В сочинении Генриха Христиана фон Реймерса «Санкт-Петербург в первые четыре года славного царствования Его Императорского Величества Павла I», составленном в феврале 1801 года, за один месяц до кончины Павла, приводится подробное (и льстиво-восторженное) описание Михайловского замка. «Этот замечательный дворец, подобно волшебному замку, возник во всём своем великолепии в самое короткое время. В феврале 1797 г. государь заложил первый основной камень, и уже спустя четыре года, 1-го февраля 1801 г., он мог въехать в этот бесспорно великолепнейший между всеми европейскими дворцами замок. В покоях его соединено всё, что только могут создать совершенного изящный вкус и пылкое воображение художника… Длина его, не считая выдающихся углов, сорок девять сажен; столько же в ширину. В летнюю пору над сооружением замка обыкновенно работали одновременно пять тысяч человек, не включая сюда мастеров и художников, которые занимались внутреннею и наружною отделкою; это объясняет быстроту постройки, оконченной вполне в 4 года… Самая архитектура замка и всё, что относится к наружному и внутреннему убранству, по идее принадлежит Его Величеству; исполнителем же его был советник 4-го класса, придворный архитектор Бренна, римский уроженец. За исключением подвалов, в замке три этажа, и в нём соединено всё, что составляет царский дворец: парадные комнаты, внутренние покои, церковь, тронная зала, театр и т. д. На главном фасаде под аттиком находится большой барельеф Стаджи (Stagi), изображающий Историю, с разными эмблемами сухопутных и морских побед, искусств и художеств, записывающую славу России… Главные ворота выходят на правильный осьмиугольный двор, в который имеют право въезжать только царская фамилия и иностранные послы. Кругом, на наружных стенах двора, который на три аршина выше уровня мостовой вне замка, поделаны между окнами щиты с вензелем августейшего строителя замка. Тут-же в восьми нишах расставлены статуи. Четыре лестницы ведут во внутренность дворца: слева парадная лестница в бель-этаж, напротив в караульню, третья в церковь, а четвертая в покои Его Высочества государя наследника Александра Павловича… Из всех комнат бель-этажа, особенно с севера, востока и запада открываются прекрасные виды, на Царицын луг, на Неву, на Летний сад и на Фонтанку, по набережной которой по ту сторону тянутся высокие каменные дома.
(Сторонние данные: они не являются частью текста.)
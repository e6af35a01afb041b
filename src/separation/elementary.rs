//! 安全纯网的粗区域（rough region）传播。
//!
//! 安全纯区域是一个状态集合：每个事件要么进入（所有弧从外到内），要么离开，要么不跨越。
//! 搜索节点给部分状态标注 内/外、部分事件标注 进入/离开/不跨越，
//! 沿弧传播到不动点；出现矛盾则剪枝，否则在第一个未定事件（其次是第一个未定状态）上分支。
use crate::cancel::Interrupted;
use crate::properties::Structure;
use crate::regions::{Region, RegionBuilder};
use crate::separation::{Separation, SeparationContext};
use crate::ts::StateId;

#[derive(Debug, Clone, Copy, PartialEq, Eq)]
enum Crossing {
    Enter,
    Exit,
    Stay,
}

#[derive(Debug, Clone)]
struct Rough {
    /// By utility position; `Some(true)` = inside.
    states: Vec<Option<bool>>,
    events: Vec<Option<Crossing>>,
}

pub struct ElementarySeparation {
    context: SeparationContext,
    /// Arcs as `(source position, event, target position)`.
    arcs: Vec<(usize, usize, usize)>,
}

impl ElementarySeparation {
    pub fn create(context: &SeparationContext) -> Option<Box<dyn Separation>> {
        let properties = &context.properties;
        let utility = &context.utility;
        if properties.k_bounded() != Some(1)
            || properties.k_marking().is_some()
            || !properties.structure_within(Structure::PURE | Structure::PLAIN)
            || utility.ts().has_locations()
            || !utility.ts().is_totally_reachable()
        {
            return None;
        }
        let arcs = utility
            .arcs()
            .iter()
            .filter_map(|arc| {
                Some((
                    utility.position(arc.source)?,
                    arc.event,
                    utility.position(arc.target)?,
                ))
            })
            .collect();
        Some(Box::new(Self {
            context: context.clone(),
            arcs,
        }))
    }

    fn empty(&self) -> Rough {
        Rough {
            states: vec![None; self.context.utility.reachable_states().len()],
            events: vec![None; self.context.utility.event_count()],
        }
    }

    /// Closes `rough` under the arc rules; `false` on a contradiction.
    fn propagate(&self, rough: &mut Rough) -> bool {
        let mut changed = true;
        while changed {
            changed = false;
            for &(source, event, target) in &self.arcs {
                let implied = match (rough.states[source], rough.states[target]) {
                    (Some(false), Some(true)) => Some(Crossing::Enter),
                    (Some(true), Some(false)) => Some(Crossing::Exit),
                    (Some(a), Some(b)) if a == b => Some(Crossing::Stay),
                    _ => None,
                };
                if let Some(implied) = implied {
                    match rough.events[event] {
                        Some(crossing) if crossing != implied => return false,
                        Some(_) => {}
                        None => {
                            rough.events[event] = Some(implied);
                            changed = true;
                        }
                    }
                }
                let Some(crossing) = rough.events[event] else {
                    continue;
                };
                let wanted = match crossing {
                    Crossing::Enter => (Some(false), Some(true)),
                    Crossing::Exit => (Some(true), Some(false)),
                    Crossing::Stay => (rough.states[target], rough.states[source]),
                };
                for (slot, value) in [(source, wanted.0), (target, wanted.1)] {
                    let Some(value) = value else {
                        continue;
                    };
                    match rough.states[slot] {
                        Some(current) if current != value => return false,
                        Some(_) => {}
                        None => {
                            rough.states[slot] = Some(value);
                            changed = true;
                        }
                    }
                }
            }
        }
        true
    }

    fn search(&self, seed: Rough) -> Result<Option<Region>, Interrupted> {
        let mut stack = vec![seed];
        while let Some(mut rough) = stack.pop() {
            self.context.cancel.check()?;
            if !self.propagate(&mut rough) {
                continue;
            }
            if let Some(event) = rough.events.iter().position(Option::is_none) {
                for crossing in [Crossing::Stay, Crossing::Exit, Crossing::Enter] {
                    let mut child = rough.clone();
                    child.events[event] = Some(crossing);
                    stack.push(child);
                }
                continue;
            }
            if let Some(state) = rough.states.iter().position(Option::is_none) {
                for inside in [true, false] {
                    let mut child = rough.clone();
                    child.states[state] = Some(inside);
                    stack.push(child);
                }
                continue;
            }
            return Ok(Some(self.region(&rough)));
        }
        Ok(None)
    }

    fn region(&self, rough: &Rough) -> Region {
        let mut builder = RegionBuilder::new(rough.events.len());
        for (event, crossing) in rough.events.iter().enumerate() {
            match crossing {
                Some(Crossing::Enter) => builder.add_weight_on(event, 1),
                Some(Crossing::Exit) => builder.add_weight_on(event, -1),
                _ => &mut builder,
            };
        }
        let initial = rough.states.first().copied().flatten().unwrap_or(false);
        let region = builder.with_initial_marking(u8::from(initial));
        debug_assert_eq!(region.check_valid(&self.context.utility), Ok(()));
        region
    }
}

impl Separation for ElementarySeparation {
    fn name(&self) -> &'static str {
        "elementary"
    }

    fn separate_states(
        &mut self,
        left: StateId,
        right: StateId,
    ) -> Result<Option<Region>, Interrupted> {
        let utility = &self.context.utility;
        let (Some(left), Some(right)) = (utility.position(left), utility.position(right)) else {
            return Ok(None);
        };
        // complements of regions are regions, one orientation suffices
        let mut seed = self.empty();
        seed.states[left] = Some(true);
        seed.states[right] = Some(false);
        self.search(seed)
    }

    fn separate_event(
        &mut self,
        state: StateId,
        event: usize,
    ) -> Result<Option<Region>, Interrupted> {
        let Some(position) = self.context.utility.position(state) else {
            return Ok(None);
        };
        let mut seed = self.empty();
        seed.states[position] = Some(false);
        seed.events[event] = Some(Crossing::Exit);
        self.search(seed)
    }

    fn is_exact(&self) -> bool {
        self.context.properties.is_pure()
    }
}

#[cfg(test)]
mod tests {
    use super::*;
    use std::rc::Rc;

    use crate::properties::PnProperties;
    use crate::regions::RegionUtility;
    use crate::ts::TransitionSystem;

    fn context(ts: TransitionSystem) -> SeparationContext {
        SeparationContext::new(
            Rc::new(RegionUtility::new(ts)),
            PnProperties::safe().with(Structure::PURE),
        )
    }

    #[test]
    fn finds_the_places_of_a_cycle() {
        let mut ts = TransitionSystem::new("s0");
        ts.add_arc_named("s0", "a", "s1");
        ts.add_arc_named("s1", "b", "s0");
        let context = context(ts);
        let utility = context.utility.clone();
        let mut strategy = ElementarySeparation::create(&context).unwrap();
        let s1 = utility.ts().state("s1").unwrap();
        let a = utility.event_index("a").unwrap();

        let region = strategy.separate_event(s1, a).unwrap().unwrap();
        assert!(region.separates_event(&utility, s1, a).unwrap());
        assert!(region.is_plain() && region.is_pure());

        let s0 = utility.ts().initial();
        assert!(strategy.separate_states(s0, s1).unwrap().is_some());
    }

    #[test]
    fn unsafe_counter_has_no_elementary_region() {
        // s0 -a-> s1 -a-> s2 -b-> s3: a is disabled at s2, which needs two tokens
        let mut ts = TransitionSystem::new("s0");
        ts.add_arc_named("s0", "a", "s1");
        ts.add_arc_named("s1", "a", "s2");
        ts.add_arc_named("s2", "b", "s3");
        let context = context(ts);
        let utility = context.utility.clone();
        let mut strategy = ElementarySeparation::create(&context).unwrap();
        let s2 = utility.ts().state("s2").unwrap();
        let a = utility.event_index("a").unwrap();
        assert_eq!(strategy.separate_event(s2, a).unwrap(), None);
        assert!(strategy.is_exact());
    }

    #[test]
    fn requires_safety() {
        let mut ts = TransitionSystem::new("s0");
        ts.add_arc_named("s0", "a", "s1");
        let context = SeparationContext::new(Rc::new(RegionUtility::new(ts)), PnProperties::new());
        assert!(ElementarySeparation::create(&context).is_none());
    }
}
//! 基于区域理论的 Petri 网合成。
//!
//! 给定带标签迁移系统，寻找一个 Petri 网，使其可达图与之同构（或在语言等价模式下语言相同）。
//! 每个区域对应网中的一个库所，每个事件对应一个变迁。

pub mod cancel;
pub mod config;
pub mod net;
pub mod options;
pub mod properties;
pub mod regions;
pub mod report;
pub mod separation;
pub mod solver;
pub mod synthesis;
pub mod ts;

pub use cancel::{CancelToken, Interrupted};
pub use config::SynthConfig;
pub use properties::{PnProperties, Structure};
pub use synthesis::{SynthesisError, SynthesisFlags, SynthesisResult, Synthesizer, synthesize};
pub use ts::TransitionSystem;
Всю эту окрестность можно сразу окинуть глазами, стоя на большом балконе, против Летнего сада».

Другой немец, Август фон Коцебу, сначала сосланный Павлом в Сибирь по подозрению в мнимом якобинстве, а затем помилованный, одаренный поместьем и назначенный директором немецкого театра в Петербурге, составил о Михайловском замке иное мнение: «Ничто не могло быть вреднее для здоровья, как это жилище. Повсюду видны были следы сырости, и в зале, в которой висели большие исторические картины, я видел своими глазами, несмотря на постоянный огонь в двух каминах, полосы льда в дюйм толщиной и шириной в несколько ладоней, тянувшиеся сверху донизу по углам… Но император был до того поглощен своим созданием, что самое осторожное порицание раздражало его». Рассказывали, будто сырость во дворце была такой, что первый данный в нём бал проходил в густом тумане – приглашенные скользили в потёмках серыми тенями, а их одежды отсырели.